Young children love to play. They explore their world through building with a variety of materials. It can be putting boxes together of different sizes and shapes to make a fort or tunnel. They construct with Duplos, then Legos or wooden blocks and Kinex. They can build marble runs out of plastic pieces of varied type and observe how the marble travels through different patterns. In all of this play, envision how something will work, and then making it happen through experiment and experience takes place.
In addition to building, children explore with art materials. They paint, color and draw, all through which they have a vision or an idea and proceed to execute it. The projects may be large or small, but all have a plan and implementation, as well as an investigation of goals accomplished on whatever level the child is. Most valuable is the analysis of action and results. What happens when you do something? Did your project turn out as envisioned? The scientific method is in play. Plan, act and study outcomes.
This type of play continues its way through other skills to learn. Music involves learning a new language and expressing someone else’s message through your own vision. It is critical thinking in all its glory. Anyone who has studied an instrument or participated in band or choir knows that you have to do multiple things at one time, and that the end result is a culmination of many learned tasks. It also is an opportunity for creative expression as is drama. Both offer a student the chance to have something to say with their own voice.
So what is the difference between saying something with your own voice, whether it be music, visual arts, dance or drama, and becoming inventive with math and science? Can’t this path be related?
Why do we separate the experience of math and science and the arts? It’s as if the idea of learning cannot be integrated. Skills should all build on each other and contribute to the entire learning palette. What a young child learns about building and design through his or her early hands-on experience should be the foundation for continuing design and build projects. The skills or tasks should grow as the student ‘s capabilities grow.
If a third grader plays with a yo-yo, why shouldn’t this student learn how the yo-yo is put together and why it works the way it does. These basic concepts can be learned as appropriate to what the student can comprehend. Yo-yos can be designed and built and the complexity with which they work can expand as student ability grows.
This example is just one and a simple way to introduce the fundamental concepts of physics and aerodynamics. There are so many other ways to begin to learn more complex concepts that a student can experience the beginning and build as they grow and learn. Learning about sequencing, patterns can begin with simple dance and music. Water them and they will grow.
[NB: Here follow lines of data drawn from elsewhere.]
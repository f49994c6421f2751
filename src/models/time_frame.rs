use std::fmt;
use std::sync::Arc;

use chrono::Duration;

use crate::models::Prediction;

/// In-progress run of predictions for one label.
///
/// The collector keeps one of these per label and empties it in place
/// whenever the run is broken.
#[derive(Debug, Clone)]
pub struct OpenFrame {
    label: String,
    targets: Vec<Arc<Prediction>>,
    scores: Vec<f64>,
}

impl OpenFrame {
    pub fn new(label: impl Into<String>) -> Self {
        Self {
            label: label.into(),
            targets: Vec::new(),
            scores: Vec::new(),
        }
    }

    pub fn label(&self) -> &str {
        &self.label
    }

    pub fn len(&self) -> usize {
        self.targets.len()
    }

    pub fn is_empty(&self) -> bool {
        self.targets.is_empty()
    }

    /// Append a prediction with its score for this frame's label. The score
    /// is frozen at this point.
    pub fn add_prediction(&mut self, prediction: &Arc<Prediction>, score: f64) {
        self.targets.push(Arc::clone(prediction));
        self.scores.push(score);
    }

    /// Finish the accumulated run and leave this slot empty for the next run.
    /// Returns `None` if nothing was accumulated.
    pub fn close(&mut self) -> Option<TimeFrame> {
        if self.is_empty() {
            return None;
        }
        let targets = std::mem::take(&mut self.targets);
        let scores = std::mem::take(&mut self.scores);
        Some(TimeFrame::finish(self.label.clone(), targets, scores))
    }
}

/// A finished run of predictions for one label. Start, end and aggregate
/// score are fixed when the frame is finished.
#[derive(Debug, Clone)]
pub struct TimeFrame {
    label: String,
    targets: Vec<Arc<Prediction>>,
    scores: Vec<f64>,
    start: i64,
    end: i64,
    score: f64,
    representatives: Vec<i64>,
}

impl TimeFrame {
    /// Callers guarantee `targets` is non-empty and parallel to `scores`.
    fn finish(label: String, targets: Vec<Arc<Prediction>>, scores: Vec<f64>) -> Self {
        let start = targets.first().map_or(0, |p| p.timepoint);
        let end = targets.last().map_or(0, |p| p.timepoint);
        let score = scores.iter().sum::<f64>() / scores.len() as f64;
        Self {
            label,
            targets,
            scores,
            start,
            end,
            score,
            representatives: Vec::new(),
        }
    }

    pub fn label(&self) -> &str {
        &self.label
    }

    pub fn targets(&self) -> &[Arc<Prediction>] {
        &self.targets
    }

    pub fn scores(&self) -> &[f64] {
        &self.scores
    }

    pub fn start(&self) -> i64 {
        self.start
    }

    pub fn end(&self) -> i64 {
        self.end
    }

    /// Mean of the member scores.
    pub fn score(&self) -> f64 {
        self.score
    }

    pub fn len(&self) -> usize {
        self.targets.len()
    }

    pub fn is_empty(&self) -> bool {
        self.targets.is_empty()
    }

    pub fn timepoints(&self) -> impl Iterator<Item = i64> + '_ {
        self.targets.iter().map(|p| p.timepoint)
    }

    pub fn duration(&self) -> Duration {
        Duration::milliseconds(self.end - self.start)
    }

    pub fn representatives(&self) -> &[i64] {
        &self.representatives
    }

    pub(crate) fn set_representatives(&mut self, representatives: Vec<i64>) {
        self.representatives = representatives;
    }

    /// Member predictions at the representative timepoints, in
    /// representative order.
    pub fn representative_predictions(&self) -> Vec<&Arc<Prediction>> {
        self.representatives
            .iter()
            .filter_map(|tp| self.targets.iter().find(|p| p.timepoint == *tp))
            .collect()
    }
}

impl fmt::Display for TimeFrame {
    fn fmt(&self, f: &mut fmt::Formatter<'_>) -> fmt::Result {
        write!(
            f,
            "<TimeFrame {} {}:{} score={:.4}>",
            self.label, self.start, self.end, self.score
        )
    }
}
The arts are great precursors to engineering skills with which one uses what is learned in science and math. Technology is a tool that pervades all. Saying more advanced STEM skills don’t need the arts is ridiculous because these basic tasks are fundamental to so many engineering disciplines. Learning is inquiry, project-based and experiential.It all goes into who a student becomes and how they learn and understand. In addition, it makes it relatable and fun. So, why not?